- Unlike the post-Gulf War recession, when the promise of client/server computing helped spur new IT investments, there are no must-have technologies on the horizon likely to stimulate spending this year, eight IT managers and analysts say.
"I don't see any technology out there that's causing companies to open up their wallets," says Howard Rubin, executive vice president at Meta Group in Stamford, Connecticut. Indeed, Meta Group is taking a rather dim view of IT spending, projecting a worldwide contraction of 3% to 5% this year compared with 2002.
That's only slightly more pessimistic than forecasts by other IT consulting and market research firms. Forrester Research in Cambridge, Massachusetts, is pegging IT spending growth at just 1% this year, whereas IDC in Framingham, Massachusetts, expects an increase of 2% to 5%. Stamford-based Gartner was the most optimistic, predicting a 7% gain.
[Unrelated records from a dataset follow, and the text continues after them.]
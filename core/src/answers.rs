//! The answer record a respondent fills in, page by page.
//!
//! Field names follow the persisted/wire camelCase names. Single-choice and
//! free-text fields use the empty string for "unset"; multi-choice fields
//! use an empty set.

use std::collections::{BTreeMap, BTreeSet};
use std::fmt;
use std::str::FromStr;

use serde::{Deserialize, Serialize};

/// `tecnoExperience` token meaning the respondent has used the brand before.
pub const TECNO_PREVIOUSLY_USED: &str = "yes-used";

/// The closed set of features rated on the feature-ratings page.
#[derive(Debug, Clone, Copy, PartialEq, Eq, PartialOrd, Ord, Hash, Serialize, Deserialize)]
#[serde(rename_all = "camelCase")]
pub enum FeatureKey {
    IntelligentCamera,
    LongBattery,
    FastCharging,
    SlimDesign,
    Durable,
    HighDisplay,
    HighPerformance,
    AiFeatures,
}

impl FeatureKey {
    /// Every feature, in display order.
    pub const ALL: [FeatureKey; 8] = [
        FeatureKey::IntelligentCamera,
        FeatureKey::LongBattery,
        FeatureKey::FastCharging,
        FeatureKey::SlimDesign,
        FeatureKey::Durable,
        FeatureKey::HighDisplay,
        FeatureKey::HighPerformance,
        FeatureKey::AiFeatures,
    ];

    /// Wire identifier of the feature.
    pub fn as_str(self) -> &'static str {
        match self {
            FeatureKey::IntelligentCamera => "intelligentCamera",
            FeatureKey::LongBattery => "longBattery",
            FeatureKey::FastCharging => "fastCharging",
            FeatureKey::SlimDesign => "slimDesign",
            FeatureKey::Durable => "durable",
            FeatureKey::HighDisplay => "highDisplay",
            FeatureKey::HighPerformance => "highPerformance",
            FeatureKey::AiFeatures => "aiFeatures",
        }
    }
}

impl fmt::Display for FeatureKey {
    fn fmt(&self, f: &mut fmt::Formatter<'_>) -> fmt::Result {
        f.write_str(self.as_str())
    }
}

#[derive(Debug, Clone, PartialEq, Eq, thiserror::Error)]
#[error("unknown feature: {0}")]
pub struct UnknownFeature(pub String);

impl FromStr for FeatureKey {
    type Err = UnknownFeature;

    fn from_str(s: &str) -> Result<Self, Self::Err> {
        FeatureKey::ALL
            .into_iter()
            .find(|key| key.as_str() == s)
            .ok_or_else(|| UnknownFeature(s.to_string()))
    }
}

/// Ratings keyed by feature. Values are only meaningful in `1..=5`.
pub type FeatureRatings = BTreeMap<FeatureKey, u8>;

/// Lowest accepted feature rating.
pub const MIN_RATING: u8 = 1;

/// Highest accepted feature rating.
pub const MAX_RATING: u8 = 5;

/// Flat record of everything the respondent has answered so far.
#[derive(Debug, Clone, Default, PartialEq, Eq, Serialize, Deserialize)]
#[serde(rename_all = "camelCase", default)]
pub struct SurveyAnswers {
    // Basic information
    pub gender: String,
    pub age: String,
    pub province: String,

    // Social media habits
    pub social_media_platforms: BTreeSet<String>,
    pub social_media_platforms_other: String,
    pub time_spent_on_social_media: String,
    pub follows_tech_content: String,
    pub tech_update_sources: BTreeSet<String>,
    pub tech_update_sources_other: String,

    // Mobile phone usage
    pub current_phone_brand: String,
    pub current_phone_brand_other: String,
    pub top_phone_functions: BTreeSet<String>,
    pub top_phone_functions_other: String,
    pub phone_change_frequency: String,
    pub tecno_experience: String,
    pub tecno_experience_rating: String,

    // Preferences
    pub phone_features_ranking: Vec<String>,
    pub phone_budget: String,
    pub preferred_phone_colors: BTreeSet<String>,
    pub preferred_phone_colors_secondary: BTreeSet<String>,

    pub feature_ratings: FeatureRatings,

    // Contact and ambassador program
    pub interested_in_ambassador: String,
    pub ambassador_strengths: BTreeSet<String>,
    pub ambassador_strengths_other: String,
    pub ambassador_benefits: BTreeSet<String>,
    pub ambassador_benefits_other: String,
    pub name: String,
    pub contact_number: String,
    pub social_media_link: String,
    pub follower_count: String,

    pub suggestions: String,
}

/// A partial update. Present fields replace the stored value wholesale.
#[derive(Debug, Clone, Default, PartialEq, Eq, Serialize, Deserialize)]
#[serde(rename_all = "camelCase", deny_unknown_fields)]
pub struct AnswersPatch {
    pub gender: Option<String>,
    pub age: Option<String>,
    pub province: Option<String>,
    pub social_media_platforms: Option<BTreeSet<String>>,
    pub social_media_platforms_other: Option<String>,
    pub time_spent_on_social_media: Option<String>,
    pub follows_tech_content: Option<String>,
    pub tech_update_sources: Option<BTreeSet<String>>,
    pub tech_update_sources_other: Option<String>,
    pub current_phone_brand: Option<String>,
    pub current_phone_brand_other: Option<String>,
    pub top_phone_functions: Option<BTreeSet<String>>,
    pub top_phone_functions_other: Option<String>,
    pub phone_change_frequency: Option<String>,
    pub tecno_experience: Option<String>,
    pub tecno_experience_rating: Option<String>,
    pub phone_features_ranking: Option<Vec<String>>,
    pub phone_budget: Option<String>,
    pub preferred_phone_colors: Option<BTreeSet<String>>,
    pub preferred_phone_colors_secondary: Option<BTreeSet<String>>,
    pub feature_ratings: Option<FeatureRatings>,
    pub interested_in_ambassador: Option<String>,
    pub ambassador_strengths: Option<BTreeSet<String>>,
    pub ambassador_strengths_other: Option<String>,
    pub ambassador_benefits: Option<BTreeSet<String>>,
    pub ambassador_benefits_other: Option<String>,
    pub name: Option<String>,
    pub contact_number: Option<String>,
    pub social_media_link: Option<String>,
    pub follower_count: Option<String>,
    pub suggestions: Option<String>,
}

macro_rules! merge_fields {
    ($target:expr, $patch:expr; $($field:ident),+ $(,)?) => {
        $(
            if let Some(value) = $patch.$field {
                $target.$field = value;
            }
        )+
    };
}

impl SurveyAnswers {
    /// Shallow-merge `patch` into these answers.
    pub fn merge(&mut self, patch: AnswersPatch) {
        merge_fields!(self, patch;
            gender,
            age,
            province,
            social_media_platforms,
            social_media_platforms_other,
            time_spent_on_social_media,
            follows_tech_content,
            tech_update_sources,
            tech_update_sources_other,
            current_phone_brand,
            current_phone_brand_other,
            top_phone_functions,
            top_phone_functions_other,
            phone_change_frequency,
            tecno_experience,
            tecno_experience_rating,
            phone_features_ranking,
            phone_budget,
            preferred_phone_colors,
            preferred_phone_colors_secondary,
            feature_ratings,
            interested_in_ambassador,
            ambassador_strengths,
            ambassador_strengths_other,
            ambassador_benefits,
            ambassador_benefits_other,
            name,
            contact_number,
            social_media_link,
            follower_count,
            suggestions,
        );
    }

    /// True when nothing has been answered yet.
    pub fn is_empty(&self) -> bool {
        *self == SurveyAnswers::default()
    }
}

impl AnswersPatch {
    /// Patch that sets only the feature ratings map.
    pub fn with_feature_ratings(ratings: FeatureRatings) -> Self {
        Self {
            feature_ratings: Some(ratings),
            ..Default::default()
        }
    }
}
In addition, Merrill Lynch & Co says that 62 out of 100 CIOs it surveyed in November indicated that their companies are trying to reduce IT spending as a percentage of total revenue. The 75 US and 25 European companies currently devote an average of 5% of their revenues to IT, Merrill Lynch said. Only 22 respondents plan to increase IT spending-to-revenue ratios this year.
New technologies such as web services aren't likely to lead to a widespread lift in IT spending this year, says John Puckett, former vice president and general manager of wireless and internet technologies at Polaroid.
"Any gains in spending will be the result of an improving economy and a rise in corporate profits," says Puckett, who is now an independent consultant in Foxboro, Massachusetts. He expects whatever level of new investments are made this year to address "pain thresholds," such as IT infrastructure projects aimed at reducing costs or improving service levels for end users.
Still, analysts and IT managers did identify a few technology areas that could have increases in spending. For example, the scheduled end this year of Microsoft's support for Windows 98 and NT 4.0 will require many companies to upgrade desktop systems, says John Jordan, a principal at Paris-based Cap Gemini Ernst & Young.
Security concerns may also help IT spending, says Roy Swackhamer, CIO at CNF in Portland, Oregon, a $US4.9 billion company that transports freight and manages supply chain networks for customers. "I recently read that attacks on corporate networks are up 20% this year, and I see it in our statistics as well," he says.
Swackhamer says he expects to see a general increase in investments for IT disaster recovery planning and customer-facing applications. But overall IT spending gains likely will be kept to a minimum "until the economy begins to move again," he says.
Christopher T Wolff, vice president of architecture and standards at The Thomson Corporation in Eagan, Minnesota, thinks that companies "are beginning to see the second wave of the internet" for business uses. Nevertheless, Wolff says he doesn't expect to see any significant bumps in IT spending "until corporate profits can turn around to pay for those technologies."